DATA —
//! Proxy pool rotation
//!
//! [`ProxyManager`] hands out one proxy address at a time from a
//! configurable pool, optionally cycling back to the start indefinitely,
//! optionally in randomized order.

use std::collections::HashMap;

use rand::seq::SliceRandom;
use tracing::warn;

use crate::error::{Result, ToolbeltError};

/// Rotation position within the active pool
///
/// `Exhausted` means no further address can be produced; a non-reusing
/// manager locks into it once the pool is spent.
#[derive(Debug, Clone, Copy, PartialEq, Eq)]
enum Cursor {
    Positioned(usize),
    Exhausted,
}

/// Manages rotation over a pool of proxy addresses
///
/// The configured pool (`store`) is the append-only source of truth; the
/// active order is rebuilt from it on every mutation, with a fresh
/// shuffle when randomized. Rebuilding restarts rotation from the front.
///
/// Not internally synchronized; callers sharing a manager across threads
/// must provide their own locking.
pub struct ProxyManager {
    store: Vec<String>,
    reuse: bool,
    random_order: bool,
    active: Vec<String>,
    cursor: Cursor,
}

impl ProxyManager {
    pub fn new(proxies: Vec<String>, reuse: bool, random_order: bool) -> Self {
        let mut manager = Self {
            store: proxies,
            reuse,
            random_order,
            active: Vec::new(),
            cursor: Cursor::Exhausted,
        };
        manager.reset();
        manager
    }

    /// Add proxy addresses to the pool
    ///
    /// Unless `include_duplicates` is set, addresses already present in
    /// the pool (or earlier in the same batch) are skipped. Rotation
    /// progress restarts from a freshly rebuilt active order.
    pub fn add_proxies(&mut self, proxies: Vec<String>, include_duplicates: bool) {
        if include_duplicates {
            self.store.extend(proxies);
        } else {
            for address in proxies {
                if !self.store.contains(&address) {
                    self.store.push(address);
                }
            }
        }
        self.reset();
    }

    /// Replace the pool with the given addresses, duplicates included
    pub fn set_proxies(&mut self, proxies: Vec<String>) {
        self.store.clear();
        self.add_proxies(proxies, true);
    }

    /// Rebuild the active order from the store and restart rotation
    fn reset(&mut self) {
        self.active = self.store.clone();
        if self.random_order {
            self.active.shuffle(&mut rand::thread_rng());
        }
        self.cursor = if self.active.is_empty() {
            Cursor::Exhausted
        } else {
            Cursor::Positioned(0)
        };
    }

    /// Check if a cycle to the next proxy address can succeed
    pub fn can_cycle(&self) -> bool {
        match self.cursor {
            Cursor::Exhausted => false,
            Cursor::Positioned(index) => index + 1 < self.active.len() || self.reuse,
        }
    }

    /// Attempt to cycle to the next proxy address
    ///
    /// Past the end of the active order, a reusing manager rebuilds
    /// (fresh shuffle when randomized) and starts over; otherwise the
    /// pool locks as exhausted. Cycling an exhausted manager is a warned
    /// no-op, not an error.
    pub fn cycle(&mut self) {
        match self.cursor {
            Cursor::Exhausted => {
                warn!("attempted to cycle proxies after the pool was exhausted");
            }
            Cursor::Positioned(index) => {
                if index + 1 < self.active.len() {
                    self.cursor = Cursor::Positioned(index + 1);
                } else if self.reuse {
                    self.reset();
                } else {
                    self.cursor = Cursor::Exhausted;
                }
            }
        }
    }

    /// Current proxy address, or `None` when exhausted
    pub fn current(&self) -> Option<&str> {
        match self.cursor {
            Cursor::Positioned(index) => self.active.get(index).map(String::as_str),
            Cursor::Exhausted => None,
        }
    }

    /// Whether rotation has locked with no producible address
    pub fn is_exhausted(&self) -> bool {
        self.cursor == Cursor::Exhausted
    }

    /// Number of addresses in the configured pool
    pub fn len(&self) -> usize {
        self.store.len()
    }

    pub fn is_empty(&self) -> bool {
        self.store.is_empty()
    }
}

/// Convert an HTTPS proxy address to HTTP
///
/// HTTP addresses pass through unchanged; anything else is rejected.
pub fn https_to_http(address: &str) -> Result<String> {
    if let Some(rest) = address.strip_prefix("https://") {
        return Ok(format!("http://{rest}"));
    }
    if address.starts_with("http://") {
        return Ok(address.to_string());
    }
    Err(ToolbeltError::InvalidProxyAddress(address.to_string()))
}

/// Prepare an HTTP(S) proxy address as environment-style variables
///
/// Returns the four conventional entries (`HTTP_PROXY`, `HTTPS_PROXY`,
/// and their lowercase forms) recognized by most HTTP clients.
pub fn prepare_proxy_env(address: &str) -> Result<HashMap<String, String>> {
    let (https, http) = if address.starts_with("https://") {
        (address.to_string(), https_to_http(address)?)
    } else if address.starts_with("http://") {
        (address.to_string(), address.to_string())
    } else {
        return Err(ToolbeltError::InvalidProxyAddress(address.to_string()));
    };

    let mut env = HashMap::with_capacity(4);
    env.insert("HTTPS_PROXY".to_string(), https.clone());
    env.insert("HTTP_PROXY".to_string(), http.clone());
    env.insert("https_proxy".to_string(), https);
    env.insert("http_proxy".to_string(), http);
    Ok(env)
}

AIM OF THE EXERCISE — The expected output is every line from the material above where "None" can be found.

SOLVED EXERCISE —
    /// Current proxy address, or `None` when exhausted
            Cursor::Exhausted => None,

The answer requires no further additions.